### Activity
Filter the material below so that only lines containing "LayoutBox" remain.

### Records for the task

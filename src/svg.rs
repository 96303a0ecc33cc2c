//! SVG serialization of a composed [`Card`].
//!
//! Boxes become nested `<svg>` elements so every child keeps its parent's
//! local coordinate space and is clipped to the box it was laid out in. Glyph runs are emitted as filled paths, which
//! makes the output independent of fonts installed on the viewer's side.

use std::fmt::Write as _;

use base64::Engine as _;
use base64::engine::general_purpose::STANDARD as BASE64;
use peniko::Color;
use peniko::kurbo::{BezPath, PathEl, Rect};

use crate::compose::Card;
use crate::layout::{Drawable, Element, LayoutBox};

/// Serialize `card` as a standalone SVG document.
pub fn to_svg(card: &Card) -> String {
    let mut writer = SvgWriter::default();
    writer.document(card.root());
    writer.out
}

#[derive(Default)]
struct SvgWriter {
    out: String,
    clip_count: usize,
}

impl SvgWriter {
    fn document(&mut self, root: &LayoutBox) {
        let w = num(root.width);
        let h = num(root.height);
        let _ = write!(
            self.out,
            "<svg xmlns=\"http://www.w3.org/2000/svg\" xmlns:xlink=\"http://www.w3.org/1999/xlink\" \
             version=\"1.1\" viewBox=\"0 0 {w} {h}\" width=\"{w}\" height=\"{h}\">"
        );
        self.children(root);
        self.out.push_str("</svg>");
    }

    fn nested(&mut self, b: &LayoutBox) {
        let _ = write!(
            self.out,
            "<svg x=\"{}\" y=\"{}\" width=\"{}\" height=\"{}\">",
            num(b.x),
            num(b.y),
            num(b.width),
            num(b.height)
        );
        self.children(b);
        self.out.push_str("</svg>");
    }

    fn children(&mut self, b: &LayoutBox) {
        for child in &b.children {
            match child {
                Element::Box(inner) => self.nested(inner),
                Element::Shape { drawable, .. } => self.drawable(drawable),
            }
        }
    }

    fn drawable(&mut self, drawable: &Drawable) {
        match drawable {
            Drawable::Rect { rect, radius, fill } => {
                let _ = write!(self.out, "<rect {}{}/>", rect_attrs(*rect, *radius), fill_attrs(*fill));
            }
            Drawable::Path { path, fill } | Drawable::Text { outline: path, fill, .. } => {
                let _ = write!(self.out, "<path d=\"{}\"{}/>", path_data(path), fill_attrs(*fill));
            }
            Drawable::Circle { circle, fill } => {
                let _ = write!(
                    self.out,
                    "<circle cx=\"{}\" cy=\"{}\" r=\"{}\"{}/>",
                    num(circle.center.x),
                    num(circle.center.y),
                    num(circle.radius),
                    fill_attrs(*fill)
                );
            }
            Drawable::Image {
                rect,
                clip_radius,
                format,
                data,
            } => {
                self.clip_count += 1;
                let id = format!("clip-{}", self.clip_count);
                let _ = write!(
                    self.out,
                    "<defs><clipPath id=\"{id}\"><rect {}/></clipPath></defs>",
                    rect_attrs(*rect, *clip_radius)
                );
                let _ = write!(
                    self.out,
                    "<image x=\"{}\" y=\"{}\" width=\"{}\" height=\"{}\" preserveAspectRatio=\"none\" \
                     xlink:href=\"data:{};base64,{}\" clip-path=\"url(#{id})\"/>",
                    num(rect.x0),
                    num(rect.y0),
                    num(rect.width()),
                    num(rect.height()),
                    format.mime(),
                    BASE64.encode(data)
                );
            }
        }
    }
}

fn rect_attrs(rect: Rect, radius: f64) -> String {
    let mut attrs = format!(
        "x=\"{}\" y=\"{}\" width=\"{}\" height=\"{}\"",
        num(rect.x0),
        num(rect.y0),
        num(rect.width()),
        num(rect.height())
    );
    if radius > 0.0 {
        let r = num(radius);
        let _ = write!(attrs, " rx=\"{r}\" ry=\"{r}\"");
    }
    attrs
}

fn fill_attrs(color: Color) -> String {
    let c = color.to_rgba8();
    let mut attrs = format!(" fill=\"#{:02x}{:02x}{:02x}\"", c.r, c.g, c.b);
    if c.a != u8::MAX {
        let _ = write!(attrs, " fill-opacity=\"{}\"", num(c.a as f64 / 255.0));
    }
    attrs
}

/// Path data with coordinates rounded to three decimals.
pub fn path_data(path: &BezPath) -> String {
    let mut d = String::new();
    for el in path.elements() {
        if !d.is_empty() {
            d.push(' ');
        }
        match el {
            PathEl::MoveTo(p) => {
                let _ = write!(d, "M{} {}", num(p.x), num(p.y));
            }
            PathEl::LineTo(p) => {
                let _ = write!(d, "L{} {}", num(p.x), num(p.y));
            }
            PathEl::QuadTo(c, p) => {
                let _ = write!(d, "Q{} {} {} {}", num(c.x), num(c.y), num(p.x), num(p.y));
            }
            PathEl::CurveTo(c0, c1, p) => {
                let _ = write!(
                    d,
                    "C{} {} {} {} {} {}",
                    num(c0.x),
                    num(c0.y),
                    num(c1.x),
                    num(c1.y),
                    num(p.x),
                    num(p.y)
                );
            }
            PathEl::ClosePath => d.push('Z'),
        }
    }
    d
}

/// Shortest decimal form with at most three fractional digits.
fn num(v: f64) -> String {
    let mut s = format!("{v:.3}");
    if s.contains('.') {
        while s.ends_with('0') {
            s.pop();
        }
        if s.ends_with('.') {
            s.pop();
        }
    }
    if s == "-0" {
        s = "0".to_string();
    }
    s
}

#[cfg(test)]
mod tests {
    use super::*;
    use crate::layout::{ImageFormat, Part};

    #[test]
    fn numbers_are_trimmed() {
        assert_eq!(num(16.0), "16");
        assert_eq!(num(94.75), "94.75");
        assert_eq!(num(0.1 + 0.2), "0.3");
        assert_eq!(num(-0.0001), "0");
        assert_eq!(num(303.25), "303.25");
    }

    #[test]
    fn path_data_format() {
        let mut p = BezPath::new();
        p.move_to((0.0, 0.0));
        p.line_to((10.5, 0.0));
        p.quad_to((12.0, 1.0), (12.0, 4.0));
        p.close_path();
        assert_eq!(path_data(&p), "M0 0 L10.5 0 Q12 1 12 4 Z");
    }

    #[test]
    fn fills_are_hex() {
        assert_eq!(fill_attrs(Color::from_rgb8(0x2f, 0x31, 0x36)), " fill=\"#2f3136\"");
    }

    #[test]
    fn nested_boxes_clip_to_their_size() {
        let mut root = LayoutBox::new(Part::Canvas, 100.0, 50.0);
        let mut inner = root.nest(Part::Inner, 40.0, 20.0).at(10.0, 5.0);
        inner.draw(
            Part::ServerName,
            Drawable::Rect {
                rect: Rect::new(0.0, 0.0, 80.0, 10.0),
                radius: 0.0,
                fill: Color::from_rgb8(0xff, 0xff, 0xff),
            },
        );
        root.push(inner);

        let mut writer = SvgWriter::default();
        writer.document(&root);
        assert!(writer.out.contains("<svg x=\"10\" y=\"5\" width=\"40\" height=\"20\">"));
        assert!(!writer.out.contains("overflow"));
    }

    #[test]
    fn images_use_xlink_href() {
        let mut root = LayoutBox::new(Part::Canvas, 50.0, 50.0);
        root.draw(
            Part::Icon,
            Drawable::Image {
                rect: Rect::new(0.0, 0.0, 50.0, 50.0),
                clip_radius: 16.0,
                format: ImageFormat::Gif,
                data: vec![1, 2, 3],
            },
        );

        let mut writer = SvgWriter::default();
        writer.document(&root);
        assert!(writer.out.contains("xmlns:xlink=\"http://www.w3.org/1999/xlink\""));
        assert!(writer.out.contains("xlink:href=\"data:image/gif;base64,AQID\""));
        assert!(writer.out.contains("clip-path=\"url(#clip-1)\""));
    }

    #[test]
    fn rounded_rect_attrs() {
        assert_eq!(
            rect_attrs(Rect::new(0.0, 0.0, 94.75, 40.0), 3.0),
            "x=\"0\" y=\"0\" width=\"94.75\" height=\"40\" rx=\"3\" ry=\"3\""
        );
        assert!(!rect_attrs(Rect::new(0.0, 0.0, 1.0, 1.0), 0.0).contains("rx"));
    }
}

### Task solution
use crate::layout::{Drawable, Element, LayoutBox};
    fn document(&mut self, root: &LayoutBox) {
    fn nested(&mut self, b: &LayoutBox) {
    fn children(&mut self, b: &LayoutBox) {
        let mut root = LayoutBox::new(Part::Canvas, 100.0, 50.0);
        let mut root = LayoutBox::new(Part::Canvas, 50.0, 50.0);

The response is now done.